[Stored entries]
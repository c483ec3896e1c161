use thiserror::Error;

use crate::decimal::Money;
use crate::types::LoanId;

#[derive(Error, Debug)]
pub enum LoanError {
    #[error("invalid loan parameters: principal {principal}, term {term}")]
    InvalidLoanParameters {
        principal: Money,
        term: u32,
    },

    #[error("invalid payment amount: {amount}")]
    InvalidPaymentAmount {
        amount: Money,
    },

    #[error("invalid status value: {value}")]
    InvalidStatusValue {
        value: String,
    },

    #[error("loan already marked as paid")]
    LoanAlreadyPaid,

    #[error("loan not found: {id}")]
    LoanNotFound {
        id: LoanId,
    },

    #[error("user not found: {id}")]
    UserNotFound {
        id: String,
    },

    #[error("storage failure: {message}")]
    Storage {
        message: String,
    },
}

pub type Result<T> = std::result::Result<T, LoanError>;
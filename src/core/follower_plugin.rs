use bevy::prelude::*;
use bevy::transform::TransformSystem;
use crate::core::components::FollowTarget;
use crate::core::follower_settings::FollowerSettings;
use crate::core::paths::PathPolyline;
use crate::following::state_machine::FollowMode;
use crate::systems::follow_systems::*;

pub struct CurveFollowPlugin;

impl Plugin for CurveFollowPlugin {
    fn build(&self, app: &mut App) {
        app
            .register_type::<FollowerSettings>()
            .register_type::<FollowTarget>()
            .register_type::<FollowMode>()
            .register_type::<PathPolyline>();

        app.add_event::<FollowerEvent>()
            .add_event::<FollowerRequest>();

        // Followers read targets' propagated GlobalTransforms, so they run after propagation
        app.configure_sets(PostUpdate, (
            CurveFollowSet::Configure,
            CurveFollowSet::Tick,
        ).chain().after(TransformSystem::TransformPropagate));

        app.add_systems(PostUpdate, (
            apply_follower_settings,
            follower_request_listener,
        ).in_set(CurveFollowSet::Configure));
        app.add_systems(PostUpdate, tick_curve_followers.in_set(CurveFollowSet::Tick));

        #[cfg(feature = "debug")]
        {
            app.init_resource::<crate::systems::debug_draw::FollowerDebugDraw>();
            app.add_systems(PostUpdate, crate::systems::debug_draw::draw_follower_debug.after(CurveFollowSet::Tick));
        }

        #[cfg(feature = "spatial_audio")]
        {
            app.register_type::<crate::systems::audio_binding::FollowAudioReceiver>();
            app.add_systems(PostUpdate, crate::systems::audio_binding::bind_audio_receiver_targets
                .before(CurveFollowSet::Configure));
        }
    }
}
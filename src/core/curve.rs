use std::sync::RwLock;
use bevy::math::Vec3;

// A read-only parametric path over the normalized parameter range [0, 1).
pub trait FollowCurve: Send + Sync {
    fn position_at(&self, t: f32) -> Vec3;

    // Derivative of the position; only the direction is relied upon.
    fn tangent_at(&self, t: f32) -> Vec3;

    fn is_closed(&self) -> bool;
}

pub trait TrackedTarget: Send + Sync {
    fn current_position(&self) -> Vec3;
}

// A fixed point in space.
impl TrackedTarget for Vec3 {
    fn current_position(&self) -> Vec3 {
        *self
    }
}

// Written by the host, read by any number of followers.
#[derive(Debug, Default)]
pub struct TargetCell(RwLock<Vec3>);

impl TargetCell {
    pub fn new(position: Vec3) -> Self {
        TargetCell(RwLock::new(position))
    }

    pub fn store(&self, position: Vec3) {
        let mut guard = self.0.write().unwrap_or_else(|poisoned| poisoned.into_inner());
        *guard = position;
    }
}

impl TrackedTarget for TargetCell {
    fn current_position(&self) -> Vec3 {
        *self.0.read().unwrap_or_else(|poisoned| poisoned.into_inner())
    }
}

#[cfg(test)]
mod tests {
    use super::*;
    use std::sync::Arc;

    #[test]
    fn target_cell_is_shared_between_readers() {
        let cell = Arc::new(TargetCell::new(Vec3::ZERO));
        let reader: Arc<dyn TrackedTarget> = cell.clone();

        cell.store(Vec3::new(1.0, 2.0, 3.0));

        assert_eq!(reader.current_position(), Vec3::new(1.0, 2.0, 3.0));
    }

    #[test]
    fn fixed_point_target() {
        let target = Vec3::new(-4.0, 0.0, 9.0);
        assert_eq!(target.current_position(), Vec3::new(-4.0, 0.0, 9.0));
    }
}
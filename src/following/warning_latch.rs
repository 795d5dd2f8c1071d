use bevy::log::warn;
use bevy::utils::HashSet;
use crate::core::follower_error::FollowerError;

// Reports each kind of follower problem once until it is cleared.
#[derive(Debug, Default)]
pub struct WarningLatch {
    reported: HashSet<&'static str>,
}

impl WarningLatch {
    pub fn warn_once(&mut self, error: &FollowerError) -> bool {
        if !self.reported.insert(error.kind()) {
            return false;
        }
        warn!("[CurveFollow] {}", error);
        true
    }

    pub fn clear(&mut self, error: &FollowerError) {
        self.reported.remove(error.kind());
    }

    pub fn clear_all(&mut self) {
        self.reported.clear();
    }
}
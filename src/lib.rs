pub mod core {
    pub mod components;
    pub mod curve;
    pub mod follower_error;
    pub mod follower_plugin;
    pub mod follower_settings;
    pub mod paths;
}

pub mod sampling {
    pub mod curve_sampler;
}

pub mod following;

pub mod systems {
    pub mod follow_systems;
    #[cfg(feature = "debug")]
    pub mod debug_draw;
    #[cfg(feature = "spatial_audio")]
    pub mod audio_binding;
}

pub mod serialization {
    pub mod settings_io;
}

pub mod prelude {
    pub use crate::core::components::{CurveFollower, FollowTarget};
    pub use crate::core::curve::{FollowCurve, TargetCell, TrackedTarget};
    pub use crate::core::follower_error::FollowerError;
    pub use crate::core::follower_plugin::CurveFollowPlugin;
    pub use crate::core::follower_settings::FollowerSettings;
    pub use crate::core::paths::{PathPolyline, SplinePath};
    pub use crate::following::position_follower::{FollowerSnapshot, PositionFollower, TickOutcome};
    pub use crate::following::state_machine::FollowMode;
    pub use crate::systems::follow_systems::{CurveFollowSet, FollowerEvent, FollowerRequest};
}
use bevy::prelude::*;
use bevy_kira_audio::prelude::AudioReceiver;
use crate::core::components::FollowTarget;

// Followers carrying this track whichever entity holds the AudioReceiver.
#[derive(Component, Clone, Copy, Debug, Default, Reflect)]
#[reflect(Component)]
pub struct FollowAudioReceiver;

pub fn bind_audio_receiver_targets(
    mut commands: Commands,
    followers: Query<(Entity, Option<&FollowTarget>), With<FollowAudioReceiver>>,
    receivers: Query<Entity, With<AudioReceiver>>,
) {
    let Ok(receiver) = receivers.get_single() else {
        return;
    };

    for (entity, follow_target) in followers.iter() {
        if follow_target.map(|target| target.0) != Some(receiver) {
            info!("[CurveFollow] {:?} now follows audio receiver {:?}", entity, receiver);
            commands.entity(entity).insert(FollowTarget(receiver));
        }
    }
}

**Your task**
Whenever a line above includes the string "trait", copy it.

**Expected answer**
pub trait FollowCurve: Send + Sync {
pub trait TrackedTarget: Send + Sync {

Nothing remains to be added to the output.